Kartı gördükten sonra, diğer gardiyan tarafından yerde tutulan Wyntor'a bakan gardiyanın yüzü dehşetle bembeyaz oldu.
İkinci gardiyan hemen ilk gardiyanın yanına atladı ve onu çekip uzaklaştırdı. "James, dur!"
İlk gardiyan, ikinci gardiyanı sinirlenerek itti. "Senin sorunun ne?!" diye bağırdı.
İkinci gardiyan kartı acilen birinci gardiyanın eline tutuşturdu.
İkinci güvenlik görevlisi sinirli bir şekilde karta baktı.
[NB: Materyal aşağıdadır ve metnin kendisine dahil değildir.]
//! Aggregate result of scanning a project tree

use super::{Dependency, Project, RegistrySource};
use serde::{Deserialize, Serialize};
use std::collections::HashSet;
use std::path::PathBuf;

/// A manifest that could not be read or parsed during a scan
#[derive(Debug, Clone, PartialEq, Eq, Serialize, Deserialize)]
#[serde(rename_all = "camelCase")]
pub struct ScanIssue {
    /// Manifest path
    pub file: PathBuf,
    /// Human-readable reason
    pub message: String,
}

/// Everything one scan found beneath a root path
#[derive(Debug, Clone, PartialEq, Eq, Default, Serialize, Deserialize)]
#[serde(rename_all = "camelCase")]
pub struct ScanResult {
    /// Absolute scan root
    pub root_path: PathBuf,
    /// Parsed projects in discovery order
    pub projects: Vec<Project>,
    /// Registry sources from top-level nuget.config files, deduplicated by key
    pub sources: Vec<RegistrySource>,
    /// Manifests skipped because they could not be parsed
    #[serde(default, skip_serializing_if = "Vec::is_empty")]
    pub issues: Vec<ScanIssue>,
}

impl ScanResult {
    /// Creates an empty result for `root_path`
    pub fn new(root_path: impl Into<PathBuf>) -> Self {
        Self {
            root_path: root_path.into(),
            ..Default::default()
        }
    }

    /// Iterates every dependency across all projects
    pub fn dependencies(&self) -> impl Iterator<Item = &Dependency> {
        self.projects.iter().flat_map(|p| p.dependencies.iter())
    }

    /// Iterates every dependency mutably across all projects
    pub fn dependencies_mut(&mut self) -> impl Iterator<Item = &mut Dependency> {
        self.projects.iter_mut().flat_map(|p| p.dependencies.iter_mut())
    }

    /// Distinct package names in first-seen order
    pub fn package_names(&self) -> Vec<String> {
        let mut seen = HashSet::new();
        self.dependencies()
            .filter(|d| seen.insert(d.name.as_str()))
            .map(|d| d.name.clone())
            .collect()
    }

    /// Returns true if any manifest was skipped
    pub fn has_issues(&self) -> bool {
        !self.issues.is_empty()
    }
}
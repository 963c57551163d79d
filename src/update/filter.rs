//! Package name filter
//!
//! `UpdateFilter` narrows which packages a check or update touches.
//! Package ids are matched case-insensitively, as NuGet treats them.

/// Filter configuration from `--only` / `--exclude`
#[derive(Debug, Clone, Default, PartialEq, Eq)]
pub struct UpdateFilter {
    /// Packages to leave alone
    pub exclude: Vec<String>,
    /// If non-empty, only these packages
    pub only: Vec<String>,
}

impl UpdateFilter {
    /// Create a new UpdateFilter with default settings (process all)
    pub fn new() -> Self {
        Self::default()
    }

    /// Set packages to exclude
    pub fn with_exclude(mut self, exclude: Vec<String>) -> Self {
        self.exclude = exclude;
        self
    }

    /// Set packages to include (only list)
    pub fn with_only(mut self, only: Vec<String>) -> Self {
        self.only = only;
        self
    }

    /// Returns true if no restriction is configured
    pub fn is_empty(&self) -> bool {
        self.only.is_empty() && self.exclude.is_empty()
    }

    /// Check if a package should be processed based on filters
    pub fn should_process_package(&self, name: &str) -> bool {
        // --only wins over --exclude
        if !self.only.is_empty() {
            return self.only.iter().any(|p| p.eq_ignore_ascii_case(name));
        }
        !self.exclude.iter().any(|p| p.eq_ignore_ascii_case(name))
    }
}
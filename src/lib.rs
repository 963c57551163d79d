//! depsight - NuGet dependency inventory, check and update library
//!
//! This library provides the core functionality for:
//! - Scanning a tree for `.csproj`/`.vbproj`/`.fsproj` manifests and `nuget.config` sources
//! - Resolving `$(Name)` versions through an imported parameter file
//! - Querying registry sources for the latest version of each package
//! - Pinning outdated references in place, preserving file formatting

pub mod cli;
pub mod domain;
pub mod error;
pub mod logging;
pub mod manifest;
pub mod orchestrator;
pub mod output;
pub mod progress;
pub mod registry;
pub mod scanner;
pub mod update;
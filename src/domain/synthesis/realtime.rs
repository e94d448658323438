use futures::stream::{self, StreamExt};
use serde_json::Value;
use std::fmt;
use std::path::{Path, PathBuf};
use std::sync::Arc;

use super::chunker::split_into_chunks;
use super::error::SynthesisError;
use super::model::{reject_output_collisions, source_basename, InputUnit};
use super::report::ItemFailure;
use crate::infrastructure::repositories::TtsRepository;
use crate::infrastructure::storage::output_file_name;

/// Result of synthesizing one input file in realtime mode
#[derive(Debug)]
pub enum RealtimeOutcome {
    Written { source: PathBuf, path: PathBuf, chunks: usize },
    Failed { source: PathBuf, error: SynthesisError },
}

/// Aggregate result of a realtime run
#[derive(Debug, Default)]
pub struct RealtimeReport {
    pub written: Vec<PathBuf>,
    pub failures: Vec<ItemFailure>,
}

impl RealtimeReport {
    pub fn is_success(&self) -> bool {
        self.failures.is_empty()
    }
}

impl fmt::Display for RealtimeReport {
    fn fmt(&self, f: &mut fmt::Formatter<'_>) -> fmt::Result {
        writeln!(
            f,
            "Realtime synthesis: {} written, {} failed",
            self.written.len(),
            self.failures.len()
        )?;
        for failure in &self.failures {
            writeln!(f, "  {}", failure)?;
        }
        if self.is_success() {
            write!(f, "Successfully synthesized {} file(s)", self.written.len())
        } else {
            write!(f, "Run incomplete: {} file(s) failed", self.failures.len())
        }
    }
}

/// Synthesizes whole files chunk by chunk, without the remote job lifecycle
pub struct RealtimeSynthesizer {
    tts_repo: Arc<dyn TtsRepository>,
    output_dir: PathBuf,
    chunk_size: usize,
    audio_extension: String,
    concurrency: usize,
}

impl RealtimeSynthesizer {
    pub fn new(
        tts_repo: Arc<dyn TtsRepository>,
        output_dir: impl Into<PathBuf>,
        chunk_size: usize,
        audio_extension: &str,
        concurrency: usize,
    ) -> Self {
        Self {
            tts_repo,
            output_dir: output_dir.into(),
            chunk_size: chunk_size.max(1),
            audio_extension: audio_extension.trim_start_matches('.').to_string(),
            concurrency: concurrency.max(1),
        }
    }

    /// Synthesize every file under one bounded pool
    pub async fn run(&self, files: Vec<PathBuf>, voice_config: Arc<Value>) -> RealtimeReport {
        let (files, collisions) = reject_output_collisions(files, PathBuf::as_path);

        let outcomes: Vec<RealtimeOutcome> = stream::iter(files)
            .map(|file| {
                let voice_config = Arc::clone(&voice_config);
                async move { self.synthesize_file(&file, &voice_config).await }
            })
            .buffer_unordered(self.concurrency)
            .collect()
            .await;

        let mut report = RealtimeReport {
            failures: collisions,
            ..RealtimeReport::default()
        };
        for outcome in outcomes {
            match outcome {
                RealtimeOutcome::Written { path, .. } => report.written.push(path),
                RealtimeOutcome::Failed { source, error } => report
                    .failures
                    .push(ItemFailure::new(source.display().to_string(), error.to_string())),
            }
        }
        report
    }

    /// Synthesize one file; nothing is written unless every chunk succeeds
    pub async fn synthesize_file(&self, source: &Path, voice_config: &Value) -> RealtimeOutcome {
        match self.try_synthesize_file(source, voice_config).await {
            Ok((path, chunks)) => {
                tracing::info!(
                    source = %source.display(),
                    output = %path.display(),
                    chunks,
                    "Realtime synthesis written"
                );
                RealtimeOutcome::Written {
                    source: source.to_path_buf(),
                    path,
                    chunks,
                }
            }
            Err(error) => {
                tracing::error!(source = %source.display(), error = %error, "Realtime synthesis failed");
                RealtimeOutcome::Failed {
                    source: source.to_path_buf(),
                    error,
                }
            }
        }
    }

    async fn try_synthesize_file(
        &self,
        source: &Path,
        voice_config: &Value,
    ) -> Result<(PathBuf, usize), SynthesisError> {
        let text = tokio::fs::read_to_string(source).await?;
        let units: Vec<InputUnit> = split_into_chunks(&text, self.chunk_size)
            .into_iter()
            .enumerate()
            .map(|(index, chunk)| InputUnit::new(source, chunk, index))
            .collect();

        tracing::info!(
            source = %source.display(),
            chunk_count = units.len(),
            text_length = text.len(),
            "Text split into chunks"
        );

        let mut merged_audio = Vec::new();
        for unit in &units {
            let audio = self
                .tts_repo
                .synthesize(unit.text(), voice_config)
                .await
                .map_err(SynthesisError::synthesis)?;
            merged_audio.extend(audio);

            tracing::debug!(
                chunk_index = unit.index(),
                total_audio_size = merged_audio.len(),
                "Chunk synthesized and merged"
            );
        }

        tokio::fs::create_dir_all(&self.output_dir).await?;
        let name = output_file_name(
            &source_basename(source),
            &format!(".{}", self.audio_extension),
        );
        let path = self.output_dir.join(name);
        tokio::fs::write(&path, &merged_audio).await?;

        Ok((path, units.len()))
    }
}
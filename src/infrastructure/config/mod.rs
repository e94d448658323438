use crate::domain::synthesis::PipelineSettings;
use crate::error::{AppError, AppResult};
use serde_json::Value;
use std::env;
use std::path::Path;
use std::str::FromStr;
use std::time::Duration;

/// Audio format requested from the service
pub const DEFAULT_OUTPUT_FORMAT: &str = "audio-48khz-192kbitrate-mono-mp3";

const BATCH_SYNTHESIS_PATH: &str = "api/texttospeech/3.1-preview1/batchsynthesis";
const REALTIME_TTS_PATH: &str = "cognitiveservices/v1";

#[derive(Debug, Clone)]
pub struct Config {
    pub resource_key: String,
    pub azure_region: String,
    pub azure_endpoint: String,
    /// Replaces the region-derived host, e.g. for a local mock service
    pub base_url: Option<String>,
    pub log_format: LogFormat,
    pub output_format: String,
    pub pipeline: PipelineSettings,
}

#[derive(Debug, Clone, PartialEq)]
pub enum LogFormat {
    Pretty,
    Json,
}

impl Config {
    pub fn from_env() -> AppResult<Self> {
        dotenvy::dotenv().ok();
        Self::from_lookup(|key| env::var(key).ok())
    }

    /// Build the configuration from any key lookup
    pub fn from_lookup(lookup: impl Fn(&str) -> Option<String>) -> AppResult<Self> {
        let resource_key = lookup("RESOURCE_KEY")
            .filter(|k| !k.is_empty())
            .ok_or_else(|| {
                AppError::Config(
                    "Please set the RESOURCE_KEY environment variable to use this tool".to_string(),
                )
            })?;

        let defaults = PipelineSettings::default();
        let pipeline = PipelineSettings {
            submit_concurrency: parse_or(&lookup, "SUBMIT_CONCURRENCY", defaults.submit_concurrency)?,
            download_concurrency: parse_or(&lookup, "DOWNLOAD_CONCURRENCY", defaults.download_concurrency)?,
            realtime_concurrency: parse_or(&lookup, "REALTIME_CONCURRENCY", defaults.realtime_concurrency)?,
            poll_interval: Duration::from_secs(parse_or(
                &lookup,
                "POLL_INTERVAL_SECS",
                defaults.poll_interval.as_secs(),
            )?),
            poll_throttle: Duration::from_millis(parse_or(
                &lookup,
                "POLL_THROTTLE_MS",
                defaults.poll_throttle.as_millis() as u64,
            )?),
            poll_timeout: match lookup("POLL_TIMEOUT_SECS") {
                Some(raw) => Some(Duration::from_secs(parse_value("POLL_TIMEOUT_SECS", &raw)?)),
                None => None,
            },
            download_timeout: Duration::from_secs(parse_or(
                &lookup,
                "DOWNLOAD_TIMEOUT_SECS",
                defaults.download_timeout.as_secs(),
            )?),
            chunk_size: parse_or(&lookup, "CHUNK_SIZE", defaults.chunk_size)?,
            archive_entry_extension: lookup("ARCHIVE_ENTRY_EXTENSION")
                .unwrap_or(defaults.archive_entry_extension),
        };

        if pipeline.chunk_size == 0 {
            return Err(AppError::Config("CHUNK_SIZE must be greater than zero".to_string()));
        }

        let config = Config {
            resource_key,
            azure_region: lookup("AZURE_REGION").unwrap_or_else(|| "northeurope".to_string()),
            azure_endpoint: lookup("AZURE_ENDPOINT")
                .unwrap_or_else(|| "customvoice.api.speech.microsoft.com".to_string()),
            base_url: lookup("AZURE_BASE_URL").map(|u| u.trim_end_matches('/').to_string()),
            log_format: match lookup("LOG_FORMAT").as_deref() {
                Some("json") => LogFormat::Json,
                _ => LogFormat::Pretty,
            },
            output_format: lookup("OUTPUT_FORMAT")
                .unwrap_or_else(|| DEFAULT_OUTPUT_FORMAT.to_string()),
            pipeline,
        };

        Ok(config)
    }

    /// Endpoint for batch synthesis jobs
    pub fn batch_synthesis_url(&self) -> String {
        let base = self
            .base_url
            .clone()
            .unwrap_or_else(|| format!("https://{}.{}", self.azure_region, self.azure_endpoint));
        format!("{}/{}", base, BATCH_SYNTHESIS_PATH)
    }

    /// Endpoint for realtime synthesis
    pub fn realtime_tts_url(&self) -> String {
        let base = self
            .base_url
            .clone()
            .unwrap_or_else(|| format!("https://{}.tts.speech.microsoft.com", self.azure_region));
        format!("{}/{}", base, REALTIME_TTS_PATH)
    }

    /// File extension matching the requested audio format
    pub fn audio_extension(&self) -> &str {
        if self.output_format.starts_with("riff-") {
            return "wav";
        }
        self.output_format
            .rsplit('-')
            .next()
            .filter(|ext| !ext.is_empty())
            .unwrap_or("mp3")
    }
}

fn parse_value<T: FromStr>(key: &str, raw: &str) -> AppResult<T>
where
    T::Err: std::fmt::Display,
{
    raw.trim()
        .parse()
        .map_err(|e| AppError::Config(format!("invalid value for {}: '{}' ({})", key, raw, e)))
}

fn parse_or<T: FromStr>(lookup: &impl Fn(&str) -> Option<String>, key: &str, default: T) -> AppResult<T>
where
    T::Err: std::fmt::Display,
{
    match lookup(key) {
        Some(raw) => parse_value(key, &raw),
        None => Ok(default),
    }
}

/// Load the voice configuration forwarded to the service
///
/// The document stays opaque apart from having to be a JSON object.
pub fn load_voice_config(path: &Path) -> AppResult<Value> {
    if !path.is_file() {
        return Err(AppError::Config(format!(
            "The voice configuration file {} does not exist",
            path.display()
        )));
    }

    let raw = std::fs::read_to_string(path)?;
    let value: Value = serde_json::from_str(&raw).map_err(|e| {
        AppError::Config(format!("invalid voice configuration {}: {}", path.display(), e))
    })?;

    if !value.is_object() {
        return Err(AppError::Config(format!(
            "voice configuration {} must be a JSON object",
            path.display()
        )));
    }

    Ok(value)
}
use std::sync::Arc;

use super::error::SynthesisError;
use super::model::{DownloadOutcome, Job, JobState};
use crate::infrastructure::repositories::BatchSynthesisRepository;
use crate::infrastructure::storage::ArtifactStore;

/// Fetches finished artifacts and stores them under the output convention
pub struct ResultDownloader {
    repo: Arc<dyn BatchSynthesisRepository>,
    store: ArtifactStore,
}

impl ResultDownloader {
    pub fn new(repo: Arc<dyn BatchSynthesisRepository>, store: ArtifactStore) -> Self {
        Self { repo, store }
    }

    /// Download one succeeded job. Never fails past the job boundary.
    pub async fn download(&self, job: &Job) -> DownloadOutcome {
        let job_id = job.id.clone();
        match self.try_download(job).await {
            Ok(paths) => {
                tracing::info!(
                    job_id = %job_id,
                    files = ?paths,
                    "Artifact downloaded"
                );
                DownloadOutcome::Saved { job_id, paths }
            }
            Err(error) => {
                tracing::error!(job_id = %job_id, error = %error, "Download failed");
                DownloadOutcome::Failed { job_id, error }
            }
        }
    }

    async fn try_download(&self, job: &Job) -> Result<Vec<std::path::PathBuf>, SynthesisError> {
        let uri = match (job.state(), job.result_uri.as_deref()) {
            (JobState::Succeeded, Some(uri)) => uri,
            (state, _) => {
                return Err(SynthesisError::Download {
                    status: None,
                    message: format!("job {} is {} without a result location", job.id, state),
                })
            }
        };

        tracing::info!(
            job_id = %job.id,
            uri = uri,
            output_dir = %self.store.output_dir().display(),
            "Downloading artifact"
        );

        let bytes = self
            .repo
            .fetch(uri)
            .await
            .map_err(SynthesisError::download)?;

        self.store.save(&job.unit.basename(), uri, bytes).await
    }
}
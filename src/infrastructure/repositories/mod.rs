pub mod azure_batch_repository;
pub mod azure_tts_repository;
pub mod batch_synthesis_repository;
pub mod tts_repository;

pub use azure_batch_repository::AzureBatchRepository;
pub use azure_tts_repository::AzureTtsRepository;
pub use batch_synthesis_repository::{BatchSynthesisRepository, RemoteError};
pub use tts_repository::TtsRepository;
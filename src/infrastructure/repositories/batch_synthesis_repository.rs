use crate::domain::synthesis::{InputUnit, JobId, PollResponse};
use async_trait::async_trait;
use serde_json::Value;
use std::fmt;

/// Failure talking to the remote speech service
#[derive(Debug, Clone, PartialEq, Eq)]
pub struct RemoteError {
    /// HTTP status, absent for transport failures
    pub status: Option<u16>,
    pub message: String,
}

impl RemoteError {
    pub fn http(status: u16, message: impl Into<String>) -> Self {
        Self {
            status: Some(status),
            message: message.into(),
        }
    }

    pub fn transport(message: impl Into<String>) -> Self {
        Self {
            status: None,
            message: message.into(),
        }
    }
}

impl fmt::Display for RemoteError {
    fn fmt(&self, f: &mut fmt::Formatter<'_>) -> fmt::Result {
        match self.status {
            Some(status) => write!(f, "HTTP {}: {}", status, self.message),
            None => f.write_str(&self.message),
        }
    }
}

impl std::error::Error for RemoteError {}

impl From<reqwest::Error> for RemoteError {
    fn from(err: reqwest::Error) -> Self {
        Self {
            status: err.status().map(|s| s.as_u16()),
            message: err.to_string(),
        }
    }
}

/// Repository for asynchronous batch synthesis jobs.
///
/// Every call is a single request: no retries happen here. Implementations
/// hold only read-only state so one instance can serve concurrent
/// submissions and downloads.
#[async_trait]
pub trait BatchSynthesisRepository: Send + Sync {
    /// Submit one input as a batch synthesis job
    ///
    /// The voice configuration is forwarded verbatim.
    async fn submit(&self, unit: &InputUnit, voice_config: &Value) -> Result<JobId, RemoteError>;

    /// Query the current status of a job
    ///
    /// Transient failures are reported as an `Unknown` state rather than an
    /// error so the poller can retry on the next cycle.
    async fn poll(&self, job_id: &JobId) -> PollResponse;

    /// Fetch a finished artifact
    async fn fetch(&self, result_uri: &str) -> Result<Vec<u8>, RemoteError>;

    /// List the jobs known to the service
    async fn list_jobs(&self) -> Result<Value, RemoteError>;
}
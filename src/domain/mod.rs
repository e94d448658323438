pub mod synthesis;
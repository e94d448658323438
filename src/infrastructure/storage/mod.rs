pub mod artifact_store;

pub use artifact_store::{output_file_name, uri_extension, ArtifactStore};
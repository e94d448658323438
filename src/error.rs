use std::path::PathBuf;

/// Exit code used for every run-level failure
pub const EXIT_FAILURE: i32 = 2;

/// Main application error type
///
/// Only conditions that leave no item processable end up here. Per-item
/// failures travel as outcome values and are summarized in the run report.
#[derive(Debug, thiserror::Error)]
pub enum AppError {
    #[error("Configuration error: {0}")]
    Config(String),

    #[error("IO error: {0}")]
    Io(#[from] std::io::Error),

    #[error("Input not found: {}", .0.display())]
    InputNotFound(PathBuf),

    #[error("Invalid input: {0}")]
    InvalidInput(String),

    #[error("Remote service error: {0}")]
    Remote(String),

    #[error("Run incomplete: {0}")]
    Incomplete(String),
}

impl AppError {
    /// Get the process exit code for this error
    pub fn exit_code(&self) -> i32 {
        match self {
            Self::Config(_)
            | Self::Io(_)
            | Self::InputNotFound(_)
            | Self::InvalidInput(_)
            | Self::Remote(_)
            | Self::Incomplete(_) => EXIT_FAILURE,
        }
    }

    /// Log the error and hand back the exit code
    pub fn report(&self) -> i32 {
        let code = self.exit_code();
        tracing::error!(error = %self, exit_code = code, "Run failed");
        code
    }
}

/// Custom result type for the application
pub type AppResult<T> = Result<T, AppError>;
Ama sonra gözleri fal taşı gibi açıldı ve dehşetle aşağısındaki kişiye döndü.
O anda Wyntor, muhafıza zehirli bir bakış attı.
Muhafız donakaldı.
Muhafızın elinde, İç Şehir'in en üst katı için bir İkamet Kartı vardı ve karttaki isim Wyntor Melfion'du.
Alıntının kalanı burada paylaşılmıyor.